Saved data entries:

// marketplace/src/store/postgres.rs

use super::{Store, StoreTx};
use crate::errors::Result;
use crate::models::{
  Cart, CartItem, Notification, Order, OrderItem, OrderStatus, Product, Review, Role, Seller, User,
};
use async_trait::async_trait;
use chrono::{DateTime, Utc};
use sqlx::postgres::{PgPool, PgPoolOptions};
use sqlx::{Postgres, Transaction};
use tracing::{info, instrument};
use uuid::Uuid;

const SCHEMA: &str = include_str!("../../schema.sql");

const PRODUCT_COLUMNS: &str = "id, seller_id, name, description, price_cents, stock, approval_status, is_active, \
  discount_percent, discount_price_cents, discount_start, discount_end, average_rating, review_count, \
  created_at, updated_at";

const ORDER_COLUMNS: &str = "id, customer_id, seller_id, status, total_price_cents, shipping_method, \
  shipping_cost_cents, address, created_at, updated_at";

#[derive(Clone)]
pub struct PgStore {
  pool: PgPool,
}

impl PgStore {
  pub fn new(pool: PgPool) -> Self {
    Self { pool }
  }

  #[instrument(name = "PgStore::connect", skip_all, err)]
  pub async fn connect(database_url: &str) -> Result<Self> {
    let pool = PgPoolOptions::new().max_connections(10).connect(database_url).await?;
    info!("Successfully connected to the database.");
    Ok(Self::new(pool))
  }

  /// Creates missing types, tables and indexes.
  pub async fn migrate(&self) -> Result<()> {
    sqlx::raw_sql(SCHEMA).execute(&self.pool).await?;
    info!("Database schema is up to date.");
    Ok(())
  }
}

#[async_trait]
impl Store for PgStore {
  async fn begin(&self) -> Result<Box<dyn StoreTx>> {
    let tx = self.pool.begin().await?;
    Ok(Box::new(PgTx { tx }))
  }
}

struct PgTx {
  tx: Transaction<'static, Postgres>,
}

#[async_trait]
impl StoreTx for PgTx {
  async fn get_user(&mut self, id: Uuid) -> Result<Option<User>> {
    let user = sqlx::query_as::<_, User>(
      "SELECT id, username, email, role, is_staff, is_superuser, created_at FROM users WHERE id = $1",
    )
    .bind(id)
    .fetch_optional(&mut *self.tx)
    .await?;
    Ok(user)
  }

  async fn insert_user(&mut self, user: &User) -> Result<()> {
    sqlx::query(
      "INSERT INTO users (id, username, email, role, is_staff, is_superuser, created_at) \
       VALUES ($1, $2, $3, $4, $5, $6, $7)",
    )
    .bind(user.id)
    .bind(&user.username)
    .bind(&user.email)
    .bind(user.role)
    .bind(user.is_staff)
    .bind(user.is_superuser)
    .bind(user.created_at)
    .execute(&mut *self.tx)
    .await?;
    Ok(())
  }

  async fn update_user_role(&mut self, id: Uuid, role: Role) -> Result<()> {
    sqlx::query("UPDATE users SET role = $1 WHERE id = $2")
      .bind(role)
      .bind(id)
      .execute(&mut *self.tx)
      .await?;
    Ok(())
  }

  async fn get_seller(&mut self, id: Uuid) -> Result<Option<Seller>> {
    let seller = sqlx::query_as::<_, Seller>(
      "SELECT id, user_id, shop_name, phone, address, created_at FROM sellers WHERE id = $1",
    )
    .bind(id)
    .fetch_optional(&mut *self.tx)
    .await?;
    Ok(seller)
  }

  async fn seller_for_user(&mut self, user_id: Uuid) -> Result<Option<Seller>> {
    let seller = sqlx::query_as::<_, Seller>(
      "SELECT id, user_id, shop_name, phone, address, created_at FROM sellers WHERE user_id = $1",
    )
    .bind(user_id)
    .fetch_optional(&mut *self.tx)
    .await?;
    Ok(seller)
  }

  async fn insert_seller(&mut self, seller: &Seller) -> Result<()> {
    sqlx::query(
      "INSERT INTO sellers (id, user_id, shop_name, phone, address, created_at) VALUES ($1, $2, $3, $4, $5, $6)",
    )
    .bind(seller.id)
    .bind(seller.user_id)
    .bind(&seller.shop_name)
    .bind(&seller.phone)
    .bind(&seller.address)
    .bind(seller.created_at)
    .execute(&mut *self.tx)
    .await?;
    Ok(())
  }

  async fn get_product(&mut self, id: Uuid) -> Result<Option<Product>> {
    let product = sqlx::query_as::<_, Product>(&format!("SELECT {} FROM products WHERE id = $1", PRODUCT_COLUMNS))
      .bind(id)
      .fetch_optional(&mut *self.tx)
      .await?;
    Ok(product)
  }

  async fn insert_product(&mut self, p: &Product) -> Result<()> {
    sqlx::query(&format!(
      "INSERT INTO products ({}) VALUES ($1, $2, $3, $4, $5, $6, $7, $8, $9, $10, $11, $12, $13, $14, $15, $16)",
      PRODUCT_COLUMNS
    ))
    .bind(p.id)
    .bind(p.seller_id)
    .bind(&p.name)
    .bind(&p.description)
    .bind(p.price_cents)
    .bind(p.stock)
    .bind(p.approval_status)
    .bind(p.is_active)
    .bind(p.discount_percent)
    .bind(p.discount_price_cents)
    .bind(p.discount_start)
    .bind(p.discount_end)
    .bind(p.average_rating)
    .bind(p.review_count)
    .bind(p.created_at)
    .bind(p.updated_at)
    .execute(&mut *self.tx)
    .await?;
    Ok(())
  }

  async fn update_product(&mut self, p: &Product) -> Result<()> {
    sqlx::query(
      "UPDATE products SET name = $2, description = $3, price_cents = $4, stock = $5, approval_status = $6, \
       is_active = $7, discount_percent = $8, discount_price_cents = $9, discount_start = $10, discount_end = $11, \
       updated_at = $12 WHERE id = $1",
    )
    .bind(p.id)
    .bind(&p.name)
    .bind(&p.description)
    .bind(p.price_cents)
    .bind(p.stock)
    .bind(p.approval_status)
    .bind(p.is_active)
    .bind(p.discount_percent)
    .bind(p.discount_price_cents)
    .bind(p.discount_start)
    .bind(p.discount_end)
    .bind(p.updated_at)
    .execute(&mut *self.tx)
    .await?;
    Ok(())
  }

  async fn update_product_rating(&mut self, id: Uuid, average_rating: f64, review_count: i64) -> Result<()> {
    sqlx::query("UPDATE products SET average_rating = $1, review_count = $2 WHERE id = $3")
      .bind(average_rating)
      .bind(review_count)
      .bind(id)
      .execute(&mut *self.tx)
      .await?;
    Ok(())
  }

  async fn list_public_products(&mut self) -> Result<Vec<Product>> {
    let products = sqlx::query_as::<_, Product>(&format!(
      "SELECT {} FROM products WHERE is_active AND approval_status = 'approved' ORDER BY created_at, id",
      PRODUCT_COLUMNS
    ))
    .fetch_all(&mut *self.tx)
    .await?;
    Ok(products)
  }

  async fn products_by_seller(&mut self, seller_id: Uuid) -> Result<Vec<Product>> {
    let products = sqlx::query_as::<_, Product>(&format!(
      "SELECT {} FROM products WHERE seller_id = $1 ORDER BY created_at, id",
      PRODUCT_COLUMNS
    ))
    .bind(seller_id)
    .fetch_all(&mut *self.tx)
    .await?;
    Ok(products)
  }

  async fn decrement_stock(&mut self, product_id: Uuid, quantity: i64) -> Result<Option<i64>> {
    let remaining = sqlx::query_scalar::<_, i64>(
      "UPDATE products SET stock = stock - $1, updated_at = now() WHERE id = $2 AND stock >= $1 RETURNING stock",
    )
    .bind(quantity)
    .bind(product_id)
    .fetch_optional(&mut *self.tx)
    .await?;
    Ok(remaining)
  }

  async fn cart_for_user(&mut self, user_id: Uuid) -> Result<Option<Cart>> {
    let cart = sqlx::query_as::<_, Cart>("SELECT id, user_id, created_at FROM carts WHERE user_id = $1")
      .bind(user_id)
      .fetch_optional(&mut *self.tx)
      .await?;
    Ok(cart)
  }

  async fn insert_cart(&mut self, cart: &Cart) -> Result<()> {
    sqlx::query("INSERT INTO carts (id, user_id, created_at) VALUES ($1, $2, $3)")
      .bind(cart.id)
      .bind(cart.user_id)
      .bind(cart.created_at)
      .execute(&mut *self.tx)
      .await?;
    Ok(())
  }

  async fn cart_items(&mut self, cart_id: Uuid) -> Result<Vec<CartItem>> {
    let items = sqlx::query_as::<_, CartItem>(
      "SELECT id, cart_id, product_id, quantity, updated_at FROM cart_items WHERE cart_id = $1 ORDER BY updated_at, id",
    )
    .bind(cart_id)
    .fetch_all(&mut *self.tx)
    .await?;
    Ok(items)
  }

  async fn find_cart_item(&mut self, cart_id: Uuid, product_id: Uuid) -> Result<Option<CartItem>> {
    let item = sqlx::query_as::<_, CartItem>(
      "SELECT id, cart_id, product_id, quantity, updated_at FROM cart_items WHERE cart_id = $1 AND product_id = $2",
    )
    .bind(cart_id)
    .bind(product_id)
    .fetch_optional(&mut *self.tx)
    .await?;
    Ok(item)
  }

  async fn get_cart_item(&mut self, id: Uuid) -> Result<Option<CartItem>> {
    let item =
      sqlx::query_as::<_, CartItem>("SELECT id, cart_id, product_id, quantity, updated_at FROM cart_items WHERE id = $1")
        .bind(id)
        .fetch_optional(&mut *self.tx)
        .await?;
    Ok(item)
  }

  async fn insert_cart_item(&mut self, item: &CartItem) -> Result<()> {
    sqlx::query("INSERT INTO cart_items (id, cart_id, product_id, quantity, updated_at) VALUES ($1, $2, $3, $4, $5)")
      .bind(item.id)
      .bind(item.cart_id)
      .bind(item.product_id)
      .bind(item.quantity)
      .bind(item.updated_at)
      .execute(&mut *self.tx)
      .await?;
    Ok(())
  }

  async fn update_cart_item_quantity(&mut self, id: Uuid, quantity: i64, updated_at: DateTime<Utc>) -> Result<()> {
    sqlx::query("UPDATE cart_items SET quantity = $1, updated_at = $2 WHERE id = $3")
      .bind(quantity)
      .bind(updated_at)
      .bind(id)
      .execute(&mut *self.tx)
      .await?;
    Ok(())
  }

  async fn delete_cart_item(&mut self, id: Uuid) -> Result<()> {
    sqlx::query("DELETE FROM cart_items WHERE id = $1")
      .bind(id)
      .execute(&mut *self.tx)
      .await?;
    Ok(())
  }

  async fn clear_cart(&mut self, cart_id: Uuid) -> Result<()> {
    sqlx::query("DELETE FROM cart_items WHERE cart_id = $1")
      .bind(cart_id)
      .execute(&mut *self.tx)
      .await?;
    Ok(())
  }

  async fn insert_order(&mut self, o: &Order) -> Result<()> {
    sqlx::query(&format!(
      "INSERT INTO orders ({}) VALUES ($1, $2, $3, $4, $5, $6, $7, $8, $9, $10)",
      ORDER_COLUMNS
    ))
    .bind(o.id)
    .bind(o.customer_id)
    .bind(o.seller_id)
    .bind(o.status)
    .bind(o.total_price_cents)
    .bind(o.shipping_method)
    .bind(o.shipping_cost_cents)
    .bind(&o.address)
    .bind(o.created_at)
    .bind(o.updated_at)
    .execute(&mut *self.tx)
    .await?;
    Ok(())
  }

  async fn insert_order_item(&mut self, item: &OrderItem) -> Result<()> {
    sqlx::query(
      "INSERT INTO order_items (id, order_id, product_id, quantity, unit_price_cents) VALUES ($1, $2, $3, $4, $5)",
    )
    .bind(item.id)
    .bind(item.order_id)
    .bind(item.product_id)
    .bind(item.quantity)
    .bind(item.unit_price_cents)
    .execute(&mut *self.tx)
    .await?;
    Ok(())
  }

  async fn get_order(&mut self, id: Uuid) -> Result<Option<Order>> {
    let order = sqlx::query_as::<_, Order>(&format!("SELECT {} FROM orders WHERE id = $1", ORDER_COLUMNS))
      .bind(id)
      .fetch_optional(&mut *self.tx)
      .await?;
    Ok(order)
  }

  async fn lock_order(&mut self, id: Uuid) -> Result<Option<Order>> {
    let order = sqlx::query_as::<_, Order>(&format!("SELECT {} FROM orders WHERE id = $1 FOR UPDATE", ORDER_COLUMNS))
      .bind(id)
      .fetch_optional(&mut *self.tx)
      .await?;
    Ok(order)
  }

  async fn order_items(&mut self, order_id: Uuid) -> Result<Vec<OrderItem>> {
    let items = sqlx::query_as::<_, OrderItem>(
      "SELECT id, order_id, product_id, quantity, unit_price_cents FROM order_items WHERE order_id = $1 ORDER BY id",
    )
    .bind(order_id)
    .fetch_all(&mut *self.tx)
    .await?;
    Ok(items)
  }

  async fn orders_for_customer(&mut self, customer_id: Uuid) -> Result<Vec<Order>> {
    let orders = sqlx::query_as::<_, Order>(&format!(
      "SELECT {} FROM orders WHERE customer_id = $1 ORDER BY created_at DESC, id DESC",
      ORDER_COLUMNS
    ))
    .bind(customer_id)
    .fetch_all(&mut *self.tx)
    .await?;
    Ok(orders)
  }

  async fn orders_for_seller(&mut self, seller_id: Uuid) -> Result<Vec<Order>> {
    let orders = sqlx::query_as::<_, Order>(&format!(
      "SELECT {} FROM orders WHERE seller_id = $1 ORDER BY created_at DESC, id DESC",
      ORDER_COLUMNS
    ))
    .bind(seller_id)
    .fetch_all(&mut *self.tx)
    .await?;
    Ok(orders)
  }

  async fn update_order_status(&mut self, id: Uuid, status: OrderStatus, updated_at: DateTime<Utc>) -> Result<()> {
    sqlx::query("UPDATE orders SET status = $1, updated_at = $2 WHERE id = $3")
      .bind(status)
      .bind(updated_at)
      .bind(id)
      .execute(&mut *self.tx)
      .await?;
    Ok(())
  }

  async fn insert_notification(&mut self, n: &Notification) -> Result<()> {
    sqlx::query(
      "INSERT INTO notifications (id, recipient_user_id, recipient_role, title, message, link, is_read, created_at) \
       VALUES ($1, $2, $3, $4, $5, $6, $7, $8)",
    )
    .bind(n.id)
    .bind(n.recipient_user_id)
    .bind(n.recipient_role)
    .bind(&n.title)
    .bind(&n.message)
    .bind(&n.link)
    .bind(n.is_read)
    .bind(n.created_at)
    .execute(&mut *self.tx)
    .await?;
    Ok(())
  }

  async fn notifications_for(&mut self, user_id: Uuid, role: Role) -> Result<Vec<Notification>> {
    let rows = sqlx::query_as::<_, Notification>(
      "SELECT id, recipient_user_id, recipient_role, title, message, link, is_read, created_at FROM notifications \
       WHERE recipient_user_id = $1 OR recipient_role = $2 ORDER BY created_at DESC, id DESC",
    )
    .bind(user_id)
    .bind(role)
    .fetch_all(&mut *self.tx)
    .await?;
    Ok(rows)
  }

  async fn get_notification(&mut self, id: Uuid) -> Result<Option<Notification>> {
    let row = sqlx::query_as::<_, Notification>(
      "SELECT id, recipient_user_id, recipient_role, title, message, link, is_read, created_at FROM notifications \
       WHERE id = $1",
    )
    .bind(id)
    .fetch_optional(&mut *self.tx)
    .await?;
    Ok(row)
  }

  async fn mark_notification_read(&mut self, id: Uuid) -> Result<()> {
    sqlx::query("UPDATE notifications SET is_read = TRUE WHERE id = $1")
      .bind(id)
      .execute(&mut *self.tx)
      .await?;
    Ok(())
  }

  async fn insert_review(&mut self, r: &Review) -> Result<()> {
    sqlx::query(
      "INSERT INTO reviews (id, product_id, user_id, rating, comment, created_at, updated_at) \
       VALUES ($1, $2, $3, $4, $5, $6, $7)",
    )
    .bind(r.id)
    .bind(r.product_id)
    .bind(r.user_id)
    .bind(r.rating)
    .bind(&r.comment)
    .bind(r.created_at)
    .bind(r.updated_at)
    .execute(&mut *self.tx)
    .await?;
    Ok(())
  }

  async fn update_review(&mut self, r: &Review) -> Result<()> {
    sqlx::query("UPDATE reviews SET rating = $1, comment = $2, updated_at = $3 WHERE id = $4")
      .bind(r.rating)
      .bind(&r.comment)
      .bind(r.updated_at)
      .bind(r.id)
      .execute(&mut *self.tx)
      .await?;
    Ok(())
  }

  async fn delete_review(&mut self, id: Uuid) -> Result<()> {
    sqlx::query("DELETE FROM reviews WHERE id = $1")
      .bind(id)
      .execute(&mut *self.tx)
      .await?;
    Ok(())
  }

  async fn get_review(&mut self, id: Uuid) -> Result<Option<Review>> {
    let row = sqlx::query_as::<_, Review>(
      "SELECT id, product_id, user_id, rating, comment, created_at, updated_at FROM reviews WHERE id = $1",
    )
    .bind(id)
    .fetch_optional(&mut *self.tx)
    .await?;
    Ok(row)
  }

  async fn review_by(&mut self, product_id: Uuid, user_id: Uuid) -> Result<Option<Review>> {
    let row = sqlx::query_as::<_, Review>(
      "SELECT id, product_id, user_id, rating, comment, created_at, updated_at FROM reviews \
       WHERE product_id = $1 AND user_id = $2",
    )
    .bind(product_id)
    .bind(user_id)
    .fetch_optional(&mut *self.tx)
    .await?;
    Ok(row)
  }

  async fn reviews_for_product(&mut self, product_id: Uuid) -> Result<Vec<Review>> {
    let rows = sqlx::query_as::<_, Review>(
      "SELECT id, product_id, user_id, rating, comment, created_at, updated_at FROM reviews \
       WHERE product_id = $1 ORDER BY created_at DESC, id DESC",
    )
    .bind(product_id)
    .fetch_all(&mut *self.tx)
    .await?;
    Ok(rows)
  }

  async fn commit(self: Box<Self>) -> Result<()> {
    self.tx.commit().await?;
    Ok(())
  }
}
// marketplace/src/services/payment.rs

//! Reactions to the payment gateway. The gateway is trusted, so no actor
//! permission applies; only pending orders are moved.

use crate::errors::{AppError, Result as AppResult};
use crate::models::OrderStatus;
use crate::services::fulfillment;
use crate::store::StoreTx;
use serde::{Deserialize, Serialize};
use tracing::info;
use uuid::Uuid;

#[derive(Debug, Clone, Copy, PartialEq, Eq, Serialize, Deserialize)]
#[serde(rename_all = "snake_case")]
pub enum PaymentEventKind {
  PaymentSucceeded,
  PaymentFailed,
  #[serde(other)]
  Unknown,
}

#[derive(Debug, Clone, Deserialize)]
pub struct PaymentEvent {
  pub event_type: PaymentEventKind,
  pub order_id: Uuid,
}

#[derive(Debug, Clone, PartialEq, Eq, Serialize)]
#[serde(tag = "outcome", rename_all = "snake_case")]
pub enum PaymentOutcome {
  Applied { order_id: Uuid, status: OrderStatus },
  Ignored { order_id: Uuid, reason: String },
}

async fn settle(
  tx: &mut dyn StoreTx,
  order_id: Uuid,
  next: OrderStatus,
  low_stock_threshold: i64,
) -> AppResult<PaymentOutcome> {
  let order = tx
    .lock_order(order_id)
    .await?
    .ok_or_else(|| AppError::NotFound(format!("Order with ID {} not found.", order_id)))?;
  if order.status != OrderStatus::Pending {
    info!(%order_id, status = %order.status, "Payment event for a non-pending order ignored.");
    return Ok(PaymentOutcome::Ignored {
      order_id,
      reason: format!("order is {}", order.status),
    });
  }
  fulfillment::apply_transition(tx, &order, next, low_stock_threshold).await?;
  Ok(PaymentOutcome::Applied { order_id, status: next })
}

/// pending -> confirmed.
pub async fn payment_confirmed(tx: &mut dyn StoreTx, order_id: Uuid, low_stock_threshold: i64) -> AppResult<PaymentOutcome> {
  settle(tx, order_id, OrderStatus::Confirmed, low_stock_threshold).await
}

/// pending -> canceled.
pub async fn payment_failed(tx: &mut dyn StoreTx, order_id: Uuid, low_stock_threshold: i64) -> AppResult<PaymentOutcome> {
  settle(tx, order_id, OrderStatus::Canceled, low_stock_threshold).await
}

pub async fn handle_event(tx: &mut dyn StoreTx, event: &PaymentEvent, low_stock_threshold: i64) -> AppResult<PaymentOutcome> {
  match event.event_type {
    PaymentEventKind::PaymentSucceeded => payment_confirmed(tx, event.order_id, low_stock_threshold).await,
    PaymentEventKind::PaymentFailed => payment_failed(tx, event.order_id, low_stock_threshold).await,
    PaymentEventKind::Unknown => Ok(PaymentOutcome::Ignored {
      order_id: event.order_id,
      reason: "unhandled event type".to_string(),
    }),
  }
}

- Task directions -
Return, please, the lines of the data from the first through the line containing "const PRODUCT_COLUMNS: &str", both kept, exactly as they stand and nothing more.

- Response below -
// marketplace/src/store/postgres.rs

use super::{Store, StoreTx};
use crate::errors::Result;
use crate::models::{
  Cart, CartItem, Notification, Order, OrderItem, OrderStatus, Product, Review, Role, Seller, User,
};
use async_trait::async_trait;
use chrono::{DateTime, Utc};
use sqlx::postgres::{PgPool, PgPoolOptions};
use sqlx::{Postgres, Transaction};
use tracing::{info, instrument};
use uuid::Uuid;

const SCHEMA: &str = include_str!("../../schema.sql");

const PRODUCT_COLUMNS: &str = "id, seller_id, name, description, price_cents, stock, approval_status, is_active, \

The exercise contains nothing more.